The impact of COVID-19 on public transport
During the very first webinar of Intertraffic moderator Carlo van de Weijer spoke to Aurélien Cottet of Transdev, Paul Speirs of PTV and Chris de Veer of Amsterdam Metropolitan area on the impact of COVID-19 on the mobility industry. Due to sheer lack of time many questions from our international audience remained unanswered. We asked Aurélien Cottet of Transdev to answer a selection of them.
Transdev is a French-based international private public transport operator, with operations in 20 countries enabling 11 million passenger trips everyday thanks to efficient, easy to use and environmentally-friendly transportation services connecting people and communities. Aurélien Cottet is Worldwide MaaS Projects Coordinator at Transdev and brings his expert comprehensive knowledge of complex projects to Transdev to oversee all the local MaaS projects in each country where Transdev is present. During the webinar he talked about public transport European MaaS developments and the impact of COVID-19. Missed the webinar? Watch it here. Aurélien: ‘I really enjoyed participating in this very first webinar of Intertraffic. Sharing our global knowledge during these webinars is so important and helps us all to get out of it stronger than before.’
Do you think, that a notable percentage of public transport users will shift to use private cars in the future / post corona?
‘It is a very interesting and tricky question, because during the confinement everyone was working remotely, and it showed that people could still be very productive at work! So the question would be more, are public transport-users willing to stay more homebased in the future and thus travelling less for their daily commute?’
‘Let’s be realistic. Without a good treatment or a vaccine found, people will “fear” and avoid crowded environment such as the morning and late afternoon rush hours in public transport. When the confinement will be over, we cannot deny that many public transport-users will prefer an individual alternative solution to public transport such as a private car or bike. But will they be the majority? After experiencing long hours in a traffic-jam, how many of them will be back in public transport? It is hard to predict.’
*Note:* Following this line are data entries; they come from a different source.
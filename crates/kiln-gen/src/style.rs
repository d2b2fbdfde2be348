//! Style profiles and model selection
//!
//! A style table maps visual style names to a generation profile (model,
//! sampler defaults, prompt vocabulary, palette constraints). The table is
//! built once at startup, optionally extended from a TOML file, and then
//! shared read-only between requests.

use crate::params::GenerationParams;
use kiln_core::{KilnError, Result};
use serde::{Deserialize, Serialize};
use std::collections::BTreeMap;
use std::path::Path;
use std::sync::Arc;

/// Name of the profile used when a style is unknown
pub const FALLBACK_STYLE: &str = "pixel-art";

/// A style profile as stored in the table
#[derive(Debug, Clone, PartialEq, Serialize, Deserialize)]
pub struct StyleProfile {
    /// Style name (e.g., "pixel-art")
    pub name: String,
    /// Target model identifier
    pub model: String,
    #[serde(default)]
    pub lora: Option<String>,
    #[serde(default)]
    pub lora_weight: Option<f32>,
    #[serde(default = "default_steps")]
    pub steps: u32,
    #[serde(default = "default_guidance")]
    pub guidance_scale: f32,
    #[serde(default = "default_sampler")]
    pub sampler: String,
    /// Leading prompt phrase describing the style
    pub descriptor: String,
    /// Trailing quality phrases
    #[serde(default)]
    pub qualifiers: Vec<String>,
    /// Style-specific negative prompt terms
    #[serde(default)]
    pub denylist: Vec<String>,
    /// Upper bound on distinct colors
    #[serde(default)]
    pub max_colors: Option<usize>,
    /// Default palette as hex strings
    #[serde(default)]
    pub palette: Vec<String>,
}

fn default_steps() -> u32 {
    30
}

fn default_guidance() -> f32 {
    7.0
}

fn default_sampler() -> String {
    "euler_a".to_string()
}

/// Resolved model settings for one request
#[derive(Debug, Clone, PartialEq, Serialize, Deserialize)]
pub struct ModelConfig {
    /// The profile actually used (the fallback for unknown styles)
    pub profile: String,
    pub model: String,
    pub lora: Option<String>,
    pub lora_weight: Option<f32>,
    pub steps: u32,
    pub guidance_scale: f32,
    pub sampler: String,
    pub descriptor: String,
    pub qualifiers: Vec<String>,
    pub denylist: Vec<String>,
    pub max_colors: Option<usize>,
    pub palette: Vec<String>,
}

/// TOML file wrapper
#[derive(Debug, Deserialize)]
struct StyleFile {
    #[serde(default)]
    style: Vec<StyleProfile>,
}

/// Process-wide table of style profiles
#[derive(Debug, Clone)]
pub struct StyleTable {
    profiles: BTreeMap<String, StyleProfile>,
}

impl StyleTable {
    /// The built-in profiles
    pub fn builtin() -> Self {
        let profiles = builtin_profiles()
            .into_iter()
            .map(|p| (p.name.clone(), p))
            .collect();
        Self { profiles }
    }

    /// Built-in profiles extended (or overridden) by a TOML file of
    /// `[[style]]` entries
    pub fn load_with_overrides(path: &Path) -> Result<Self> {
        let content = std::fs::read_to_string(path)?;
        let file: StyleFile = toml::from_str(&content).map_err(|e| {
            KilnError::Configuration(format!(
                "Failed to parse style table {}: {}",
                path.display(),
                e
            ))
        })?;

        let mut table = Self::builtin();
        for profile in file.style {
            tracing::debug!(style = %profile.name, "loaded style profile override");
            table.profiles.insert(profile.name.clone(), profile);
        }
        Ok(table)
    }

    pub fn get(&self, name: &str) -> Option<&StyleProfile> {
        self.profiles.get(name)
    }

    pub fn names(&self) -> impl Iterator<Item = &str> {
        self.profiles.keys().map(|k| k.as_str())
    }

    fn fallback(&self) -> StyleProfile {
        self.profiles
            .get(FALLBACK_STYLE)
            .cloned()
            .unwrap_or_else(pixel_art_profile)
    }
}

impl Default for StyleTable {
    fn default() -> Self {
        Self::builtin()
    }
}

/// Model settings plus any configuration warnings raised while resolving
#[derive(Debug, Clone)]
pub struct StyleResolution {
    pub config: ModelConfig,
    pub warnings: Vec<String>,
}

/// Resolves a request's style into model settings by table lookup
#[derive(Debug, Clone)]
pub struct StyleAnalyzer {
    table: Arc<StyleTable>,
}

impl StyleAnalyzer {
    pub fn new(table: Arc<StyleTable>) -> Self {
        Self { table }
    }

    pub fn table(&self) -> &StyleTable {
        &self.table
    }

    /// Resolve model settings for `params`.
    ///
    /// Unknown styles use the pixel-art profile and report a warning.
    /// Explicit model, LoRA and palette choices in `params` win over the
    /// profile's defaults.
    pub fn resolve(&self, params: &GenerationParams) -> StyleResolution {
        let mut warnings = Vec::new();
        let mut fell_back = false;
        let profile = match self.table.get(params.style.as_str()) {
            Some(profile) => profile.clone(),
            None => {
                fell_back = true;
                let msg = format!(
                    "unknown style '{}'; using the generic {} profile",
                    params.style, FALLBACK_STYLE
                );
                tracing::warn!("{}", msg);
                warnings.push(msg);
                self.table.fallback()
            }
        };

        let mut config = ModelConfig {
            profile: profile.name,
            model: profile.model,
            lora: profile.lora,
            lora_weight: profile.lora_weight,
            steps: profile.steps,
            guidance_scale: profile.guidance_scale,
            sampler: profile.sampler,
            descriptor: profile.descriptor,
            qualifiers: profile.qualifiers,
            denylist: profile.denylist,
            max_colors: profile.max_colors,
            palette: profile.palette,
        };

        // An unknown style keeps its own name in the prompt on the fallback profile
        if fell_back {
            let name = params.style.as_str();
            config.descriptor = format!("{} style, {}", name.trim(), config.descriptor);
        }

        if let Some(model) = &params.model {
            config.model = model.clone();
        }
        if let Some(lora) = &params.lora {
            config.lora = Some(lora.clone());
            config.lora_weight.get_or_insert(0.8);
        }
        if let Some(palette) = &params.palette {
            config.max_colors = Some(palette.len());
            config.palette = palette.clone();
        }

        StyleResolution { config, warnings }
    }
}

fn strings(items: &[&str]) -> Vec<String> {
    items.iter().map(|s| s.to_string()).collect()
}

fn pixel_art_profile() -> StyleProfile {
    StyleProfile {
        name: "pixel-art".to_string(),
        model: "sdxl-base-1.0".to_string(),
        lora: Some("pixel-art-xl".to_string()),
        lora_weight: Some(0.8),
        steps: 30,
        guidance_scale: 7.0,
        sampler: "euler_a".to_string(),
        descriptor: "pixel art, crisp pixels, limited palette".to_string(),
        qualifiers: strings(&["game sprite", "clean outline", "centered", "plain background"]),
        denylist: strings(&[
            "photorealistic",
            "blurry",
            "anti-aliasing",
            "gradient",
            "3d render",
            "jpeg artifacts",
        ]),
        max_colors: Some(32),
        palette: Vec::new(),
    }
}

fn builtin_profiles() -> Vec<StyleProfile> {
    let base = |name: &str, model: &str, descriptor: &str, denylist: &[&str]| StyleProfile {
        name: name.to_string(),
        model: model.to_string(),
        lora: None,
        lora_weight: None,
        steps: default_steps(),
        guidance_scale: default_guidance(),
        sampler: default_sampler(),
        descriptor: descriptor.to_string(),
        qualifiers: strings(&["game asset", "centered", "plain background", "high quality"]),
        denylist: strings(denylist),
        max_colors: None,
        palette: Vec::new(),
    };

    vec![
        pixel_art_profile(),
        base(
            "hand-drawn",
            "sdxl-base-1.0",
            "hand-drawn illustration, ink linework",
            &["photorealistic", "3d render", "pixelated"],
        ),
        StyleProfile {
            guidance_scale: 6.5,
            ..base(
                "anime",
                "animagine-xl-3.1",
                "anime style, cel shading, clean lineart",
                &["photorealistic", "3d render", "western cartoon", "pixelated"],
            )
        },
        base(
            "cartoon",
            "sdxl-base-1.0",
            "cartoon style, bold outlines, flat colors",
            &["photorealistic", "gritty", "pixelated"],
        ),
        StyleProfile {
            steps: 40,
            ..base(
                "painterly",
                "sdxl-base-1.0",
                "digital painting, visible brush strokes",
                &["pixelated", "flat vector", "3d render"],
            )
        },
        base(
            "low-poly",
            "sdxl-base-1.0",
            "low poly 3d render, flat shaded facets",
            &["photorealistic", "high detail texture", "noise"],
        ),
        StyleProfile {
            max_colors: Some(16),
            ..base(
                "vector",
                "sdxl-base-1.0",
                "flat vector art, clean geometric shapes",
                &["photorealistic", "texture", "noise", "gradient"],
            )
        },
        base(
            "chibi",
            "animagine-xl-3.1",
            "chibi, super deformed proportions, big head",
            &["photorealistic", "realistic proportions", "3d render"],
        ),
    ]
}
‘It is also important to note that in many places, the most convenient transport system in terms of time vs. money is still public transport and won’t be replaced easily by a private car. Since the lockdown was over, we have noticed that many big corporates put in place a system for their employees to spread the arrivals and departures on a wider timeframe enabling them to avoid the rush hour. The employers can and should play a big role in the mobility of their employees, especially in the promotion of sustainable mobility modes such as public transport. Allowing employees to arrive and leave the company within a wider timeslot will help mitigate the traditional rush-hour which should be beneficial to the public transport.’
Do you expect a change in the city bus lay-out approach? The configurations were aimed to increase the passenger capacity. Shall the future bring new designs with less passengers due to pandemics like COVID-19?
‘Yes and no. You will always have major public transport lines along the main streets, and these won’t change. What we could envision is the secondary lines that could be more on demand with “virtual” stops to encourage the use of the last and first mile option as an alternative to a private car. These secondary lines could be operated with smaller capacity buses.’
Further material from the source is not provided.